In simple word if i say why we need this BRNN after RNN because if we want to predict the next word of the sentence it would either depend on past word or up-coming future word .

IF i take example of email when we write an email what we see that if we write some word it will give us what would be the next word for your sentence here the use of Bidirectional Recurrent Neural Network where the transformation of data is in bidirection.
Bidirectional Recurrent Neural Network (BRNN) are extensively use in hand writing recognition . In this the performance can be enhanced by knowledge of the letters located before and after the current letter.
BRNN Architecture


This is Bidirectional Recurrent Neural Network looks like dont worry by looking the diagram it's too simple i will walk through each and every step in this diagram and give information that how it works , so let's jump into it.
IF you followed my Recurrent Neural Network Blog you saw that their is a hidden layer which has any no of neurones, when we apply RNN our RNN at each and every time at t it preprocess every word .
and the passing it to next layer with previous output similarly here we have taken one RNN strip in one direction and another RNN strip in opposite direction with respect to first one.
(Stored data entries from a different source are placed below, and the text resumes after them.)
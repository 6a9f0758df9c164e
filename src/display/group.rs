//! Group and member display formatting

use tabled::settings::Style;
use tabled::{Table, Tabled};

use crate::models::{Group, Member};

#[derive(Tabled)]
struct MemberRow {
    #[tabled(rename = "ID")]
    id: String,
    #[tabled(rename = "Name")]
    name: String,
    #[tabled(rename = "Email")]
    email: String,
}

#[derive(Tabled)]
struct GroupRow {
    #[tabled(rename = "ID")]
    id: String,
    #[tabled(rename = "Name")]
    name: String,
    #[tabled(rename = "Members")]
    members: usize,
    #[tabled(rename = "Created")]
    created: String,
}

/// Format a list of members as a table
pub fn format_member_list(members: &[Member]) -> String {
    if members.is_empty() {
        return "No members found.".to_string();
    }

    let rows: Vec<MemberRow> = members
        .iter()
        .map(|m| MemberRow {
            id: m.id.short(),
            name: m.name.clone(),
            email: m.email.clone().unwrap_or_default(),
        })
        .collect();

    Table::new(rows).with(Style::psql()).to_string()
}

/// Format a list of groups as a table
pub fn format_group_list(groups: &[Group]) -> String {
    if groups.is_empty() {
        return "No groups found.".to_string();
    }

    let rows: Vec<GroupRow> = groups
        .iter()
        .map(|g| GroupRow {
            id: g.id.short(),
            name: g.name.clone(),
            members: g.members.len(),
            created: g.created_at.format("%Y-%m-%d").to_string(),
        })
        .collect();

    Table::new(rows).with(Style::psql()).to_string()
}

/// Format a single group's details with its members in membership order
pub fn format_group_details(group: &Group, members: &[Member]) -> String {
    let mut output = String::new();

    output.push_str(&format!("Group: {}\n", group.name));
    output.push_str(&format!("  ID:       {}\n", group.id));
    output.push_str(&format!(
        "  Created:  {}\n",
        group.created_at.format("%Y-%m-%d %H:%M")
    ));
    if let Some(creator) = &group.created_by {
        let name = members
            .iter()
            .find(|m| &m.id == creator)
            .map(|m| m.name.as_str())
            .unwrap_or("(former member)");
        output.push_str(&format!("  Owner:    {}\n", name));
    }
    output.push('\n');
    output.push_str(&format!("  Members ({}):\n", group.members.len()));

    for id in &group.members {
        match members.iter().find(|m| &m.id == id) {
            Some(member) => match &member.email {
                Some(email) => output.push_str(&format!("    {} <{}>\n", member.name, email)),
                None => output.push_str(&format!("    {}\n", member.name)),
            },
            None => output.push_str(&format!("    {} (unknown)\n", id)),
        }
    }

    output
}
This both RNN are connected to each other which have same input and same output .The principle of BRNN is to split the neurons of a regular RNN into two directions, one for positive time direction (forward states), and another for negative time direction (backward states). By using two time directions, input information from the past and future of the current time frame can be used unlike standard RNN which requires the delays for including future information.
Training of BRNN -
BRNNs can be trained using similar algorithms to RNNs, because the two directional neurons do not have any interactions. However, when back-propagation through time is applied, additional processes are needed because updating input and output layers cannot be done at once. General procedures for training are as follows: For forward pass, forward states and backward states are passed first, then output neurons are passed. For backward pass, output neurons are passed first, then forward states and backward states are passed next. After forward and backward passes are done, the weights are updated
Applications -
1. Speech Recognition (Combined with Long short-term memory)
2. Handwritten Recognition
3. Translation
For in depth intuition you can read Research paper ( https://papers.nips.cc/)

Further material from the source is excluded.